Assignment:
Which lines have the string "authenticated"? Copy all of them from the entries below.

Stored items:
===

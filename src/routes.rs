// src/routes.rs

use axum::{
    extract::State,
    middleware as axum_middleware,
    routing::{get, post},
    Router,
};
use utoipa::OpenApi;
use utoipa_swagger_ui::SwaggerUi;

use crate::{
    common::error::{ApiError, AppError},
    config::AppState,
    docs::ApiDoc,
    handlers,
    middleware::{i18n::Locale, tenancy::tenant_guard},
};

async fn route_not_found(State(app_state): State<AppState>, locale: Locale) -> ApiError {
    AppError::RouteNotFound.to_api_error(&locale, &app_state.i18n_store)
}

async fn method_not_allowed(State(app_state): State<AppState>, locale: Locale) -> ApiError {
    AppError::MethodNotAllowed.to_api_error(&locale, &app_state.i18n_store)
}

pub fn build_router(app_state: AppState) -> Router {
    // Endpoints administrativos: autenticam por conta própria, depois de validar o corpo
    let admin_routes = Router::new()
        .route("/invite-user", post(handlers::admin::invite_user))
        .route("/resend-invite", post(handlers::admin::resend_invite))
        .route("/delete-user", post(handlers::admin::delete_user))
        .route("/update-user-details", post(handlers::admin::update_user_details))
        .route("/get-team-members", get(handlers::admin::get_team_members));

    // API de dados: token + organização resolvidos pelo middleware
    let api_routes = Router::new()
        .route("/api/me", get(handlers::team::get_me))
        .route("/api/roles", get(handlers::team::list_roles))
        .route("/api/clients"
               ,post(handlers::clients::create_client)
               .get(handlers::clients::list_clients)
        )
        .route("/api/clients/{id}"
               ,get(handlers::clients::get_client)
               .put(handlers::clients::update_client)
               .delete(handlers::clients::delete_client)
        )
        .route("/api/tickets"
               ,post(handlers::tickets::create_ticket)
               .get(handlers::tickets::list_tickets)
        )
        .route("/api/tickets/board", get(handlers::tickets::get_board))
        .route("/api/tickets/{id}"
               ,get(handlers::tickets::get_ticket)
               .put(handlers::tickets::update_ticket)
        )
        .route("/api/tickets/{id}/status", post(handlers::tickets::change_status))
        .route("/api/tickets/{id}/history", get(handlers::tickets::get_history))
        .route("/api/dashboard/summary", get(handlers::dashboard::get_summary))
        .route("/api/crm/funnels"
               ,post(handlers::crm::create_funnel)
               .get(handlers::crm::list_funnels)
        )
        .route("/api/crm/funnels/{id}/stages", post(handlers::crm::add_stage))
        .route("/api/crm/funnels/{id}/board", get(handlers::crm::get_funnel_board))
        .route("/api/crm/deals"
               ,post(handlers::crm::create_deal)
               .get(handlers::crm::list_deals)
        )
        .route("/api/crm/deals/{id}"
               ,axum::routing::put(handlers::crm::update_deal)
               .delete(handlers::crm::delete_deal)
        )
        .route("/api/crm/deals/{id}/stage", post(handlers::crm::move_deal))
        .route("/api/crm/deals/{id}/status", post(handlers::crm::set_deal_status))
        .route("/api/crm/companies"
               ,post(handlers::crm::create_company)
               .get(handlers::crm::list_companies)
        )
        .route("/api/crm/contacts"
               ,post(handlers::crm::create_contact)
               .get(handlers::crm::list_contacts)
        )
        .layer(axum_middleware::from_fn_with_state(
            app_state.clone(),
            tenant_guard,
        ));

    Router::new()
        .route("/api/health", get(|| async { "OK" }))
        .merge(SwaggerUi::new("/swagger-ui").url("/api-docs/openapi.json", ApiDoc::openapi()))
        .merge(admin_routes)
        .merge(api_routes)
        .fallback(route_not_found)
        .method_not_allowed_fallback(method_not_allowed)
        .with_state(app_state)
}

#[cfg(test)]
mod tests {
    use super::*;
    use std::sync::Arc;

    use axum::{
        body::{to_bytes, Body},
        http::{header, Request, StatusCode},
        response::Response,
    };
    use serde_json::{json, Value};
    use sqlx::postgres::PgPoolOptions;
    use tower::ServiceExt;
    use uuid::Uuid;

    use crate::{
        config::Settings,
        services::{auth::test_tokens, identity::fake::FakeIdentity},
    };

    // Pool preguiçoso: nenhum destes cenários chega ao banco
    fn app() -> (Router, Arc<FakeIdentity>) {
        let settings = Settings::from_lookup(|key| match key {
            "DATABASE_URL" => Some("postgres://localhost/helpdesk".into()),
            "IDENTITY_URL" => Some("http://localhost:9999".into()),
            "IDENTITY_SERVICE_KEY" => Some("service-role".into()),
            "JWT_SECRET" => Some(test_tokens::SECRET.into()),
            _ => None,
        })
        .unwrap();
        let pool = PgPoolOptions::new()
            .connect_lazy(&settings.database_url)
            .unwrap();
        let identity = Arc::new(FakeIdentity::default());
        let state = AppState::from_parts(pool, settings, identity.clone()).unwrap();
        (build_router(state), identity)
    }

    fn post_json(uri: &str, body: Value) -> Request<Body> {
        Request::builder()
            .method("POST")
            .uri(uri)
            .header(header::CONTENT_TYPE, "application/json")
            .body(Body::from(body.to_string()))
            .unwrap()
    }

    async fn json_body(response: Response) -> Value {
        let bytes = to_bytes(response.into_body(), usize::MAX).await.unwrap();
        serde_json::from_slice(&bytes).unwrap()
    }

    #[tokio::test]
    async fn invite_without_role_name_is_rejected_before_auth() {
        let (app, identity) = app();

        let response = app
            .oneshot(post_json("/invite-user", json!({ "email": "ana@empresa.com", "fullName": "Ana" })))
            .await
            .unwrap();

        assert_eq!(response.status(), StatusCode::BAD_REQUEST);
        let body = json_body(response).await;
        assert!(body["error"].as_str().unwrap().contains("role_name"));
        assert!(body["details"]["role_name"].is_array());
        assert!(identity.calls.lock().unwrap().is_empty());
    }

    #[tokio::test]
    async fn team_members_without_authorization_is_401() {
        let (app, _) = app();

        let response = app
            .oneshot(Request::builder().uri("/get-team-members").body(Body::empty()).unwrap())
            .await
            .unwrap();

        assert_eq!(response.status(), StatusCode::UNAUTHORIZED);
        let body = json_body(response).await;
        assert_eq!(body["error"], "Cabeçalho Authorization ausente.");
    }

    #[tokio::test]
    async fn valid_body_with_a_forged_token_is_401() {
        let (app, identity) = app();
        let token = test_tokens::token_for(Uuid::new_v4(), "outro-segredo-qualquer-bem-comprido", 3600);

        let mut request = post_json(
            "/invite-user",
            json!({ "email": "ana@empresa.com", "fullName": "Ana", "role_name": "Agente" }),
        );
        request
            .headers_mut()
            .insert(header::AUTHORIZATION, format!("Bearer {}", token).parse().unwrap());

        let response = app.oneshot(request).await.unwrap();

        assert_eq!(response.status(), StatusCode::UNAUTHORIZED);
        assert!(identity.calls.lock().unwrap().is_empty());
    }

    #[tokio::test]
    async fn malformed_json_is_400_with_error_body() {
        let (app, _) = app();

        let request = Request::builder()
            .method("POST")
            .uri("/delete-user")
            .header(header::CONTENT_TYPE, "application/json")
            .body(Body::from("{ userId: "))
            .unwrap();
        let response = app.oneshot(request).await.unwrap();

        assert_eq!(response.status(), StatusCode::BAD_REQUEST);
        assert!(json_body(response).await["error"].is_string());
    }

    #[tokio::test]
    async fn wrong_method_is_405_with_error_body() {
        let (app, _) = app();

        let response = app
            .oneshot(Request::builder().uri("/invite-user").body(Body::empty()).unwrap())
            .await
            .unwrap();

        assert_eq!(response.status(), StatusCode::METHOD_NOT_ALLOWED);
        assert_eq!(json_body(response).await["error"], "Método não permitido.");
    }

    #[tokio::test]
    async fn unknown_route_is_404_in_the_client_language() {
        let (app, _) = app();

        let request = Request::builder()
            .uri("/nao-existe")
            .header(header::ACCEPT_LANGUAGE, "en-US,en;q=0.9")
            .body(Body::empty())
            .unwrap();
        let response = app.oneshot(request).await.unwrap();

        assert_eq!(response.status(), StatusCode::NOT_FOUND);
        assert!(json_body(response).await["error"].is_string());
    }

    #[tokio::test]
    async fn data_api_requires_a_token() {
        let (app, _) = app();

        let response = app
            .oneshot(Request::builder().uri("/api/tickets").body(Body::empty()).unwrap())
            .await
            .unwrap();

        assert_eq!(response.status(), StatusCode::UNAUTHORIZED);
    }

    #[tokio::test]
    async fn health_and_openapi_are_public() {
        let (app, _) = app();

        let health = app
            .clone()
            .oneshot(Request::builder().uri("/api/health").body(Body::empty()).unwrap())
            .await
            .unwrap();
        assert_eq!(health.status(), StatusCode::OK);

        let docs = app
            .oneshot(Request::builder().uri("/api-docs/openapi.json").body(Body::empty()).unwrap())
            .await
            .unwrap();
        assert_eq!(docs.status(), StatusCode::OK);
        let doc = json_body(docs).await;
        assert!(doc["paths"]["/invite-user"].is_object());
        assert!(doc["paths"]["/api/tickets/{id}/status"].is_object());
    }
}
// src/services/auth.rs

use axum::http::{header, HeaderMap};
use jsonwebtoken::{decode, Algorithm, DecodingKey, Validation};

use crate::{
    common::error::AppError,
    models::auth::{AuthUser, Claims},
};

// Audiência que o provedor coloca nos tokens de usuários logados
const TOKEN_AUDIENCE: &str = "authenticated";

#[derive(Clone)]
pub struct AuthService {
    jwt_secret: String,
}

impl AuthService {
    pub fn new(jwt_secret: String) -> Self {
        Self { jwt_secret }
    }

    /// Lê o `Authorization: Bearer <token>` e valida o token.
    pub fn authenticate_headers(&self, headers: &HeaderMap) -> Result<AuthUser, AppError> {
        let auth_header = headers
            .get(header::AUTHORIZATION)
            .ok_or(AppError::MissingToken)?
            .to_str()
            .map_err(|_| AppError::InvalidToken)?;

        let token = auth_header
            .strip_prefix("Bearer ")
            .map(str::trim)
            .filter(|t| !t.is_empty())
            .ok_or(AppError::InvalidToken)?;

        self.validate_token(token)
    }

    pub fn validate_token(&self, token: &str) -> Result<AuthUser, AppError> {
        let mut validation = Validation::new(Algorithm::HS256);
        validation.set_audience(&[TOKEN_AUDIENCE]);

        let token_data = decode::<Claims>(
            token,
            &DecodingKey::from_secret(self.jwt_secret.as_ref()),
            &validation,
        )
        .map_err(|e| {
            tracing::debug!("Token rejeitado: {}", e);
            AppError::InvalidToken
        })?;

        Ok(AuthUser {
            id: token_data.claims.sub,
            email: token_data.claims.email,
        })
    }
}

#[cfg(test)]
pub(crate) mod test_tokens {
    use chrono::Utc;
    use jsonwebtoken::{encode, EncodingKey, Header};
    use uuid::Uuid;

    use crate::models::auth::Claims;

    pub const SECRET: &str = "segredo-de-teste-com-tamanho-suficiente";

    pub fn token_for(user_id: Uuid, secret: &str, expires_in_secs: i64) -> String {
        let now = Utc::now();
        let claims = Claims {
            sub: user_id,
            exp: (now.timestamp() + expires_in_secs) as usize,
            iat: Some(now.timestamp() as usize),
            aud: Some(serde_json::Value::from("authenticated")),
            email: Some("agente@exemplo.com".to_string()),
            role: Some("authenticated".to_string()),
        };
        encode(&Header::default(), &claims, &EncodingKey::from_secret(secret.as_ref())).unwrap()
    }
}

#[cfg(test)]
mod tests {
    use super::test_tokens::{token_for, SECRET};
    use super::*;
    use axum::http::HeaderValue;
    use uuid::Uuid;

    fn service() -> AuthService {
        AuthService::new(SECRET.to_string())
    }

    fn headers_with(value: &str) -> HeaderMap {
        let mut headers = HeaderMap::new();
        headers.insert(header::AUTHORIZATION, HeaderValue::from_str(value).unwrap());
        headers
    }

    #[test]
    fn accepts_a_valid_bearer_token() {
        let id = Uuid::new_v4();
        let token = token_for(id, SECRET, 3600);

        let user = service()
            .authenticate_headers(&headers_with(&format!("Bearer {}", token)))
            .unwrap();

        assert_eq!(user.id, id);
        assert_eq!(user.email.as_deref(), Some("agente@exemplo.com"));
    }

    #[test]
    fn missing_header_is_its_own_error() {
        let err = service().authenticate_headers(&HeaderMap::new()).unwrap_err();
        assert!(matches!(err, AppError::MissingToken));
    }

    #[test]
    fn rejects_wrong_scheme_wrong_secret_and_expired_tokens() {
        let id = Uuid::new_v4();

        let basic = service().authenticate_headers(&headers_with("Basic abc"));
        assert!(matches!(basic, Err(AppError::InvalidToken)));

        let forged = token_for(id, "outro-segredo-qualquer-de-teste", 3600);
        assert!(matches!(service().validate_token(&forged), Err(AppError::InvalidToken)));

        // Bem além da tolerância padrão de 60s
        let expired = token_for(id, SECRET, -3600);
        assert!(matches!(service().validate_token(&expired), Err(AppError::InvalidToken)));
    }
}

===

Output:
const TOKEN_AUDIENCE: &str = "authenticated";
            aud: Some(serde_json::Value::from("authenticated")),
            role: Some("authenticated".to_string()),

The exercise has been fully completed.